**PROMPT**: The line containing "#[derive(Debug, Clone, Serialize, Deserialize)]" marks the end, so write out exactly every line from the top of the entries below through that one.

**EXERCISE MATERIALS**:
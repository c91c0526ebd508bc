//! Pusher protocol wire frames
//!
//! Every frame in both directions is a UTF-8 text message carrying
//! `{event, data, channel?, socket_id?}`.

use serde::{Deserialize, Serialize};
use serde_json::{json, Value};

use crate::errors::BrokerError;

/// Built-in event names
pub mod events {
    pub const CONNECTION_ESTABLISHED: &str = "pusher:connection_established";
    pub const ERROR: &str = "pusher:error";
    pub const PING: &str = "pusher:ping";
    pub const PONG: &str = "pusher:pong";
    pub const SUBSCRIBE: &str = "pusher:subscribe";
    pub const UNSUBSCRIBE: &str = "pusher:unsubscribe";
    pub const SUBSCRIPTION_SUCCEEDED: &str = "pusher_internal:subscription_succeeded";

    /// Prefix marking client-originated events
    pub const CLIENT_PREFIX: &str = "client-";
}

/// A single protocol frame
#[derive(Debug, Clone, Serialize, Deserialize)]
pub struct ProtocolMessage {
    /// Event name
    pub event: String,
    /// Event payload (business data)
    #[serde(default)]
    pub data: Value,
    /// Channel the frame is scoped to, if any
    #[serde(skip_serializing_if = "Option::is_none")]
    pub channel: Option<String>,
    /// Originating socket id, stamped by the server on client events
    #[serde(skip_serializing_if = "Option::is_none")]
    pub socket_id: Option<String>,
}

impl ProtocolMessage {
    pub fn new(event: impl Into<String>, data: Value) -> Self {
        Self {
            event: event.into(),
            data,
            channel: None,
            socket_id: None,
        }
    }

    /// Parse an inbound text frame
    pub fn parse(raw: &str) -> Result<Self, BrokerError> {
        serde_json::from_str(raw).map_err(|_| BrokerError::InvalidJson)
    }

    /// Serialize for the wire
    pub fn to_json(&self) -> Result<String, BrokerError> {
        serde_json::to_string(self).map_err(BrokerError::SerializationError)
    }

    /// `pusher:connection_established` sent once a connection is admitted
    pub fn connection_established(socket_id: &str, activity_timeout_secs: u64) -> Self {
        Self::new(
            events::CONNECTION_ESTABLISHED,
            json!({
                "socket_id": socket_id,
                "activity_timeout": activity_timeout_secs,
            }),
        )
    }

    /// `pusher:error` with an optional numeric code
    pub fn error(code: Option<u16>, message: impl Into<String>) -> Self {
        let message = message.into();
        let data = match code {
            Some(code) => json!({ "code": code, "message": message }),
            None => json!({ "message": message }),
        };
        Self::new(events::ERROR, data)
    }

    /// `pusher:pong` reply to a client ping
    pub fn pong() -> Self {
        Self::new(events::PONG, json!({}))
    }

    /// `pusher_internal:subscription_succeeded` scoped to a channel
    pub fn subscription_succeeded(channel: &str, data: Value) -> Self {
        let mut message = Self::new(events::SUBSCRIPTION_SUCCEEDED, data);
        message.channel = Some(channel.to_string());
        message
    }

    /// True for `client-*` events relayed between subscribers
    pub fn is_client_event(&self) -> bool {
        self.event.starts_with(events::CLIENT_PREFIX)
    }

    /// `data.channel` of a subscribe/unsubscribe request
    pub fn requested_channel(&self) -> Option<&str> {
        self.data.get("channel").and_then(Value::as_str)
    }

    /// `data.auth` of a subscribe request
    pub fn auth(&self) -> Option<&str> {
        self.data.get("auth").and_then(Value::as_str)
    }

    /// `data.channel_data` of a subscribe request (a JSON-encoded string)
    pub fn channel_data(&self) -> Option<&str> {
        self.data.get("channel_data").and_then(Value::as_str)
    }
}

**RESULT FOR THIS EXERCISE**:
repository c91c0526ebd508bc
//! Pusher protocol wire frames
//!
//! Every frame in both directions is a UTF-8 text message carrying
//! `{event, data, channel?, socket_id?}`.

use serde::{Deserialize, Serialize};
use serde_json::{json, Value};

use crate::errors::BrokerError;

/// Built-in event names
pub mod events {
    pub const CONNECTION_ESTABLISHED: &str = "pusher:connection_established";
    pub const ERROR: &str = "pusher:error";
    pub const PING: &str = "pusher:ping";
    pub const PONG: &str = "pusher:pong";
    pub const SUBSCRIBE: &str = "pusher:subscribe";
    pub const UNSUBSCRIBE: &str = "pusher:unsubscribe";
    pub const SUBSCRIPTION_SUCCEEDED: &str = "pusher_internal:subscription_succeeded";

    /// Prefix marking client-originated events
    pub const CLIENT_PREFIX: &str = "client-";
}

/// A single protocol frame
#[derive(Debug, Clone, Serialize, Deserialize)]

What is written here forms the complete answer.